▶ Assignment
Every entry must be repeated exactly in the answer.
____
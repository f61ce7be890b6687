//! File names of recordings on the card.
//!
//! ```text
//! rec_0004_temp.wav                   while recording
//! rec_0004_00-05.wav                  after finalization (mm-ss)
//! rec_0004_orphan_20240101T120000.wav temp file of an abandoned session
//! ```

pub fn temp_file_name(sequence: u32) -> String {
    format!("rec_{:04}_temp.wav", sequence)
}

/// `mm-ss`, each zero-padded to two digits. Minutes keep counting past 99.
pub fn format_duration(duration_secs: u64) -> String {
    format!("{:02}-{:02}", duration_secs / 60, duration_secs % 60)
}

pub fn final_file_name(sequence: u32, duration_secs: u64) -> String {
    format!("rec_{:04}_{}.wav", sequence, format_duration(duration_secs))
}

pub fn orphan_file_name(sequence: u32, stamp: &str) -> String {
    format!("rec_{:04}_orphan_{}.wav", sequence, stamp)
}

#[cfg(test)]
mod tests {
    use super::*;

    #[test]
    fn names_are_zero_padded() {
        assert_eq!(temp_file_name(4), "rec_0004_temp.wav");
        assert_eq!(final_file_name(4, 5), "rec_0004_00-05.wav");
        assert_eq!(final_file_name(123, 61), "rec_0123_01-01.wav");
        assert_eq!(final_file_name(12345, 0), "rec_12345_00-00.wav");
    }

    #[test]
    fn duration_formatting() {
        assert_eq!(format_duration(0), "00-00");
        assert_eq!(format_duration(59), "00-59");
        assert_eq!(format_duration(600), "10-00");
        assert_eq!(format_duration(6000), "100-00");
    }
}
____
▶ Response to the task
repository f61ce7be890b6687
//! File names of recordings on the card.
//!
//! ```text
//! rec_0004_temp.wav                   while recording
//! rec_0004_00-05.wav                  after finalization (mm-ss)
//! rec_0004_orphan_20240101T120000.wav temp file of an abandoned session
//! ```

pub fn temp_file_name(sequence: u32) -> String {
    format!("rec_{:04}_temp.wav", sequence)
}

/// `mm-ss`, each zero-padded to two digits. Minutes keep counting past 99.
pub fn format_duration(duration_secs: u64) -> String {
    format!("{:02}-{:02}", duration_secs / 60, duration_secs % 60)
}

pub fn final_file_name(sequence: u32, duration_secs: u64) -> String {
    format!("rec_{:04}_{}.wav", sequence, format_duration(duration_secs))
}

pub fn orphan_file_name(sequence: u32, stamp: &str) -> String {
    format!("rec_{:04}_orphan_{}.wav", sequence, stamp)
}

#[cfg(test)]
mod tests {
    use super::*;

    #[test]
    fn names_are_zero_padded() {
        assert_eq!(temp_file_name(4), "rec_0004_temp.wav");
        assert_eq!(final_file_name(4, 5), "rec_0004_00-05.wav");
        assert_eq!(final_file_name(123, 61), "rec_0123_01-01.wav");
        assert_eq!(final_file_name(12345, 0), "rec_12345_00-00.wav");
    }

    #[test]
    fn duration_formatting() {
        assert_eq!(format_duration(0), "00-00");
        assert_eq!(format_duration(59), "00-59");
        assert_eq!(format_duration(600), "10-00");
        assert_eq!(format_duration(6000), "100-00");
    }
}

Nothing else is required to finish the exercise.